Durant le voyage qu’il nous a fait parcourir, nous avons pu découvrir les nouvelles formes de production agricole possibles. Après avoir rappelé que le sol regorgeait de vie et que c’est, sur cette vie, qu’il faut se reposer, il a évoqué la circulation intra parcelle et les techniques que l’on peut mettre en place pour éviter de compacter. Le principe des couverts végétaux a été plus profondément traité : leurs compositions,  leurs intérêts dans la rotation et comment réintégrer l’élevage pour mieux les valoriser. Différentes solutions nous ont été proposées pour gérer le salissement dans nos parcelles.

 

Vous pourrez trouver ci-dessous les vidéos de la conférence et de la présentation d'une fosse sur une parcelle en semis direct depuis 20 ans.

 

Présentation F Thomas

Présentation Fosse F Thomas

Travail du sol et transition vers le semis direct.

La qualité du sol est un élément qui a souvent été ignoré. La décroissance des taux de matière organique dans les sols a été très lente. Cette décroissance, qui s'est étalée sur 50 ans, a entrainé l’appauvrissement de nos terres. Pour parer à celle-ci, les solutions proposées  se cantonnaient essentiellement  dans l’adaptation des techniques, dans l’augmentation du travail du sol, dans la mécanisation, dans l'apport d'engrais azotés et au niveau de  l’irrigation.

Frédéric, à travers l'exemple d'une parcelle située en Bretagne (photo ci-contre), nous fait la démonstration que, pour une seule parcelle donnée, l'utilisation de 3 techniques de travail de sol différents (de gauche à droite : Labour, TCS, SD),  nous donne 3 qualités de sol différentes en seulement 5 années de différenciation.

 

L'agriculture actuelle se rapproche de l’hydroponie. En effet, on régule nos sols en fertilisant et irrigant par petites doses, afin de compenser les défauts du sol dont on est en partie responsable.

Vers le semis direct ...

Le chemin vers le semis direct n'est pas un long fleuve tranquille. Une période de transition est inévitable. Il est en effet impossible de réaliser un semis direct dans un sol bétonné. Cette transition implique une limitation progressive du travail du sol et une amélioration de notre système de production. La photo ci-contre nous montre une parcelle en transition dans le Lot-et-Garonne.

 

Un élément important à tenir en compte lors du parcours vers le semis-direct est la fin d’azote.  Bien que lagriculture en semis direct sous couvert garde très bien la fertilité, il est à noter qu’on a souvent un manque au démarrage. Les pailles vont prélever des quantités d’azote  non négligeables (comptez +- 15 unités d’azote pour de la paille très carbonée), qui ne sera pas disponible immédiatement pour la culture semée. L’azote utilisé ne sera redonné que plus tard.

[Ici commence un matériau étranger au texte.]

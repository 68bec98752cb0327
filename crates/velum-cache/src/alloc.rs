//! Saturating byte accounting for cache contents.

use tracing::warn;

/// Tracks the approximate number of bytes held by cache entries.
///
/// Increments and decrements saturate instead of wrapping. The first time
/// either bound is hit a warning is logged; later hits in the same
/// direction stay quiet so a counting bug does not flood the log.
#[derive(Debug, Default)]
pub(crate) struct AllocationCounter {
    total: u64,
    underflowed: bool,
    overflowed: bool,
}

impl AllocationCounter {
    pub(crate) fn new() -> Self {
        Self::default()
    }

    /// Current total, in bytes.
    pub(crate) fn total(&self) -> u64 {
        self.total
    }

    pub(crate) fn add(&mut self, n: u64) {
        match self.total.checked_add(n) {
            Some(v) => self.total = v,
            None => {
                if !self.overflowed {
                    warn!("cache allocation counter overflowed; clamping at u64::MAX");
                    self.overflowed = true;
                }
                self.total = u64::MAX;
            }
        }
    }

    pub(crate) fn sub(&mut self, n: u64) {
        match self.total.checked_sub(n) {
            Some(v) => self.total = v,
            None => {
                if !self.underflowed {
                    warn!(
                        have = self.total,
                        release = n,
                        "cache allocation counter underflowed; clamping at zero"
                    );
                    self.underflowed = true;
                }
                self.total = 0;
            }
        }
    }
}
//! Engine for rectangular panel cutting.
//!
//! Contains the data model of a cutlist (parts, stock sheets, placements and layouts),
//! the free-rectangle geometry, a single-sheet guillotine packer, lamination expansion
//! and the external (JSON) representation of instances and solutions.

pub mod entities;
pub mod geometry;
pub mod io;
pub mod lamination;
pub mod packing;
pub mod util;
use std::sync::LazyLock;
use std::time::Instant;

pub mod config;
pub mod io;
pub mod opt;
pub mod task;

pub static EPOCH: LazyLock<Instant> = LazyLock::new(Instant::now);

Lors de l'installation de la culture, cette temporisation de la disponibilité de l'azote est à prendre en considération.

Une solution a été mise en place aux Etats-Unis : le Strip Head. Cette technique consiste à laisser les pailles hautes et à ne récolter que les épis et limite la préhension d’azote précoce.

Une méthode de transition : le strip-till.

Le strip-till consiste à ne travailler le sol que localement. Pour le colza, par exemple, c'est une solution tout à fait adaptée. Lors du semis, la paille est déplacée des rangs de colza et ne gêne alors plus la croissance des jeunes pousses. Le reste de la parcelle est quant à elle toujours protégée par les pailles des intempéries et le développement des adventices est limité. Le système obtenu est tout à fait performant, le colza n’aimant pas les repousses, les pailles et les limaces.

Simplifier le travail du sol, c’est aussi accepter les résidus à la surface qui vont le protéger. Le sol est une sorte d'intestin qui va digérer la matière organique. La rumination de la matière organique se fait à la surface du sol par toute une bande de microarthropodes, carabes etc. qui viennent décomposer les résidus. La matière organique ainsi décomposée va progressivement descendre dans le sol.

Gestion du salissement

L'agriculture actuelle préconise le déchaumage et le labour pour résoudre le salissement des cultures. Or, même si le bénéfice de ces pratiques est visible, le labour ne va pas gérer complètement le salissement, mais il va le répartir et l'homogénéiser dans les profondeurs. Le niveau de salissement moyen correspond à la rotation, aux pratiques de désherbage, aux pratiques culturales, etc. S’il y a un salissement faible, avec le labour cela restera faible. S’il y a beaucoup de salissement, avec le labour cela restera sale. »

L’ensemble des semences des adventices sont naturellement présentes à la surface du sol. La période de dormance de celles-ci est variable et peut être longue pour certaines espèces. Le colza, par exemple, peut attendre 20 ans avant de germer. On comprend donc qu'enfouir les semences des adventices via le labour, ne permettra pas de résoudre le salissement à long terme. A la surface du sol, par contre, on a un système d’épuration des graines plus efficace. Les carabes, pour ne citer qu'eux, peuvent manger entre 1000 et 4000 graines d’adventices par mètre carré et par jour.

Le plus important dans la gestion du salissement, est de développer une technique culturale qui se veut réfléchie. Il est important de toujours associer plusieurs stratégies :

  • Le non labour : pour éviter de remonter un stock grainier. 
  • Maintenir des résidus à la surface.
  • Les biomasses compétitives.
  • Les cultures compétitives pour ne pas laisser trop de place aux adventices.
  • Variation et interruption des cycles : c.-à-d. semer et récolter à des moments les plus différents possibles.
  • Récolter un méteil (mélange fourragé) permet de contrôler les adventices en les récoltant avant leur montée en graines.
  • Une rotation deux par deux : « Pour typer le salissement, pour aller vers un salissement d’été ou un salissement d’hiver. On va ainsi typer le salissement et venir installer une culture qui n’est pas contrainte par ce type de salissement ».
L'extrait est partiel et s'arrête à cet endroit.